Les déclarations des responsables et des représentants du courant dur du régime ont oscillé entre un soutien à ce rôle de médiateur et une opposition ferme à toute négociation avec Washington.

Cette situation intervient alors que le ministre pakistanais de l’Intérieur, Mohsin Naqvi, est arrivé à Téhéran pour rencontrer les autorités iraniennes, à un moment où la région connaît une montée des tensions entre les parties en conflit.

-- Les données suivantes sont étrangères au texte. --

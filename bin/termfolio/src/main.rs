//! termfolio - an interactive portfolio in a terminal window
//!
//! Opens a single window with a banner, a typed welcome message, the
//! scrolling output log and a pinned input prompt.

mod app;

use std::env;
use std::path::{Path, PathBuf};
use std::process;
use std::sync::Arc;

use anyhow::{bail, Context as _};
use eframe::egui;
use tracing::{debug, error, info, warn};

use termfolio::config::RuntimeConfig;

use app::TermfolioApp;

/// Command line options
#[derive(Debug, Default, PartialEq)]
struct AppArgs {
    /// Configuration file path
    config_path: Option<PathBuf>,
    /// Enable debug logging
    debug: bool,
    /// Window width
    width: Option<f32>,
    /// Window height
    height: Option<f32>,
    /// Theme override
    theme: Option<String>,
}

/// What the command line asked for
#[derive(Debug, PartialEq)]
enum Invocation {
    Run(AppArgs),
    Help,
    Version,
}

impl AppArgs {
    /// Parse arguments, excluding the program name
    fn parse_from<I>(args: I) -> anyhow::Result<Invocation>
    where
        I: IntoIterator<Item = String>,
    {
        let mut args = args.into_iter();
        let mut app_args = AppArgs::default();

        while let Some(arg) = args.next() {
            match arg.as_str() {
                "--config" | "-c" => {
                    let path = args.next().context("Missing config file path")?;
                    app_args.config_path = Some(PathBuf::from(path));
                }
                "--debug" | "-d" => {
                    app_args.debug = true;
                }
                "--width" | "-w" => {
                    let value = args.next().context("Missing window width")?;
                    app_args.width = Some(
                        value
                            .parse()
                            .with_context(|| format!("Invalid width: {}", value))?,
                    );
                }
                "--height" | "-h" => {
                    let value = args.next().context("Missing window height")?;
                    app_args.height = Some(
                        value
                            .parse()
                            .with_context(|| format!("Invalid height: {}", value))?,
                    );
                }
                "--theme" | "-t" => {
                    app_args.theme = Some(args.next().context("Missing theme name")?);
                }
                "--help" | "-?" => return Ok(Invocation::Help),
                "--version" | "-v" => return Ok(Invocation::Version),
                other if other.starts_with('-') => bail!("Unknown option: {}", other),
                other => {
                    warn!("Ignoring positional argument: {}", other);
                }
            }
        }

        Ok(Invocation::Run(app_args))
    }
}

fn print_help() {
    println!("termfolio - an interactive portfolio in a terminal window");
    println!();
    println!("USAGE:");
    println!("    termfolio [OPTIONS]");
    println!();
    println!("OPTIONS:");
    println!("    -c, --config <PATH>    Path to configuration file");
    println!("    -d, --debug            Enable debug logging");
    println!("    -w, --width <WIDTH>    Initial window width");
    println!("    -h, --height <HEIGHT>  Initial window height");
    println!("    -t, --theme <THEME>    Theme (dracula, green-screen)");
    println!("    -?, --help             Print this help message");
    println!("    -v, --version          Print version information");
    println!();
    println!("CONFIGURATION:");
    println!("    termfolio looks for config.toml or config.json in:");
    println!("    1. Path given with --config or $TERMFOLIO_CONFIG");
    println!("    2. $XDG_CONFIG_HOME/termfolio/");
    println!("    3. <platform config dir>/termfolio/");
    println!("    4. ~/.termfolio/");
    println!("    5. ./.termfolio/");
    println!("    6. Built-in defaults");
    println!();
    println!("ENVIRONMENT:");
    println!("    TERMFOLIO_CONFIG       Path to configuration file");
    println!("    TERMFOLIO_DEBUG        Enable debug logging (1 or true)");
    println!("    RUST_LOG               Set logging level (error, warn, info, debug, trace)");
}

fn debug_requested(args: &AppArgs) -> bool {
    args.debug
        || env::var("TERMFOLIO_DEBUG")
            .map(|v| v == "1" || v.eq_ignore_ascii_case("true"))
            .unwrap_or(false)
}

fn init_logging(debug: bool) {
    let log_level = if debug { "debug" } else { "info" };
    let env_filter = env::var("RUST_LOG").unwrap_or_else(|_| log_level.to_string());
    tracing_subscriber::fmt()
        .with_env_filter(tracing_subscriber::EnvFilter::new(env_filter))
        .with_target(false)
        .with_thread_ids(false)
        .with_file(false)
        .with_line_number(false)
        .compact()
        .init();
}

fn main() -> anyhow::Result<()> {
    let args = match AppArgs::parse_from(env::args().skip(1)) {
        Ok(Invocation::Run(args)) => args,
        Ok(Invocation::Help) => {
            print_help();
            return Ok(());
        }
        Ok(Invocation::Version) => {
            println!("termfolio v{}", termfolio::VERSION);
            return Ok(());
        }
        Err(e) => {
            eprintln!("Error: {:#}", e);
            print_help();
            process::exit(2);
        }
    };

    init_logging(debug_requested(&args));
    info!("Starting termfolio v{}", termfolio::VERSION);
    debug!("Arguments: {:?}", args);

    let runtime_config = load_configuration(&args)?;

    let runtime = tokio::runtime::Builder::new_multi_thread()
        .worker_threads(2)
        .enable_all()
        .thread_name("termfolio-worker")
        .build()
        .context("Failed to start the async runtime")?;

    let native_options = create_native_options(&args, &runtime_config);
    let app = TermfolioApp::new(runtime_config, runtime);

    if let Err(e) = eframe::run_native(
        "termfolio",
        native_options,
        Box::new(|_cc| Ok(Box::new(app))),
    ) {
        error!("Application failed: {}", e);
        process::exit(1);
    }

    info!("termfolio shutdown complete");
    Ok(())
}

/// Load configuration from the given file, the environment or defaults
fn load_configuration(args: &AppArgs) -> anyhow::Result<RuntimeConfig> {
    let mut runtime_config = match &args.config_path {
        Some(path) => match RuntimeConfig::load_from_file(path) {
            Ok(config) => {
                info!("Configuration loaded from {}", path.display());
                config
            }
            Err(e) => {
                warn!("Failed to load config from {}: {}", path.display(), e);
                termfolio::init()?
            }
        },
        None => termfolio::init()?,
    };

    if let Some(theme_name) = &args.theme {
        debug!("Applying theme override: {}", theme_name);
        if let Err(e) = runtime_config.set_theme(theme_name) {
            warn!("Failed to apply theme '{}': {}", theme_name, e);
        }
    }

    Ok(runtime_config)
}

fn create_native_options(args: &AppArgs, runtime_config: &RuntimeConfig) -> eframe::NativeOptions {
    let ui = &runtime_config.config().ui;
    let size = [args.width.unwrap_or(ui.width), args.height.unwrap_or(ui.height)];

    eframe::NativeOptions {
        viewport: egui::ViewportBuilder::default()
            .with_title("termfolio")
            .with_app_id("termfolio")
            .with_icon(Arc::new(load_or_create_window_icon()))
            .with_inner_size(size)
            .with_min_inner_size([400.0, 300.0])
            .with_resizable(true),
        renderer: eframe::Renderer::Glow,
        ..Default::default()
    }
}

/// A 32x32 prompt glyph: `>` and an underscore cursor on a dark square
fn create_window_icon() -> egui::IconData {
    const SIZE: u32 = 32;
    let background = [40, 42, 54, 255];
    let glyph = [80, 250, 123, 255];

    let mut rgba = Vec::with_capacity((SIZE * SIZE * 4) as usize);
    for y in 0..SIZE as i32 {
        for x in 0..SIZE as i32 {
            // `>`: two diagonals meeting at (14, 16)
            let d = (y - 16).abs();
            let chevron = (6..=14).contains(&x) && (d == 14 - x || d == 15 - x);
            let cursor = (17..=26).contains(&x) && (22..=24).contains(&y);
            let pixel = if chevron || cursor { glyph } else { background };
            rgba.extend_from_slice(&pixel);
        }
    }

    egui::IconData {
        rgba,
        width: SIZE,
        height: SIZE,
    }
}

/// `icon.png` from the working directory or `assets/`, else the generated icon
fn load_or_create_window_icon() -> egui::IconData {
    let candidates: [&Path; 2] = [Path::new("icon.png"), Path::new("assets/icon.png")];

    for path in candidates {
        if !path.exists() {
            continue;
        }
        match image::open(path) {
            Ok(img) => {
                let rgba = img.to_rgba8();
                let (width, height) = rgba.dimensions();
                return egui::IconData {
                    rgba: rgba.into_raw(),
                    width,
                    height,
                };
            }
            Err(e) => warn!("Failed to load icon {}: {}", path.display(), e),
        }
    }

    create_window_icon()
}
//! Test Fixtures
//!
//! Common test data for terminal and stats tests

use chrono::NaiveDate;
use termfolio::config::StatsConfig;
use termfolio::{ContentRegistry, Terminal};

/// Day all dated content is rendered against
pub fn test_day() -> NaiveDate {
    NaiveDate::from_ymd_opt(2026, 10, 19).expect("valid date")
}

/// Terminal with the `>` prompt and a pinned date
pub fn create_test_terminal() -> Terminal {
    Terminal::with_registry(">", ContentRegistry::dated(test_day()))
}

/// A hiscore payload with `lines` rows; row `i` is `i+1,i+10,(i+1)*1000`
pub fn hiscore_payload(lines: usize) -> String {
    (0..lines)
        .map(|i| format!("{},{},{}", i + 1, i + 10, (i + 1) * 1000))
        .collect::<Vec<_>>()
        .join("\n")
}

/// Stats config pointing at fake proxies
pub fn test_stats_config(proxies: &[&str]) -> StatsConfig {
    StatsConfig {
        username: "To-chek".to_string(),
        target_url: "https://hiscore.test/index_lite.ws".to_string(),
        proxies: proxies.iter().map(|p| p.to_string()).collect(),
        request_timeout_secs: 1,
    }
}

L’agence Tasnim, proche du Corps des gardiens de la révolution iranien, a rapporté que Mohsin Naqvi a transmis une « message important » au guide suprême, Mojtaba Khamenei, lors d’une entrevue avec son homologue iranien Eskandar Momeni samedi soir.

De son côté, Eskandar Momeni a qualifié le Pakistan de « pays ami, frère et voisin » lors de cette rencontre, révélant un accord bilatéral visant à porter le volume des échanges économiques à 10 milliards de dollars.

Dans une déclaration relayée également par Tasnim, Momeni a salué « le rôle actif de l’État ami pakistanais dans la médiation pour apaiser les tensions entre l’Iran et les États-Unis ».

À l’inverse, Mohammad Javad Larijani, figure majeure du courant dur en Iran, a critiqué les efforts de médiation pakistanaise entre Washington et Téhéran.

Dans une interview accordée à la chaîne iranienne Khabar, Larijani a insisté sur le fait que son pays « n’a pas besoin d’un médiateur s’il souhaite négocier directement » avec les Américains.

Il a décrit le Premier ministre pakistanais Shahbaz Sharif comme « une bonne personne », mais a ajouté que « son pays ne dispose pas d’un véritable mécanisme de médiation », selon son point de vue.

Un site iranien rapporte que le Pakistan aurait soumis une nouvelle proposition visant à débloquer l’impasse entre Téhéran et Washington.

Les États-Unis et l’Iran mènent des négociations largement indirectes pour parvenir à un accord temporaire mettant fin à un conflit qui dure depuis trois mois, cet accord laissant des questions comme le programme nucléaire iranien à des discussions ultérieures.

Pourtant, la conclusion d’un tel accord reste incertaine en raison des affrontements répétés entre les deux parties, qui se sont intensifiés ces derniers jours.

Téhéran réclame des recettes pétrolières de plusieurs milliards de dollars, des exemptions aux sanctions sur ses exportations de brut, la levée du blocus américain sur ses ports et le contrôle du détroit d’Ormuz.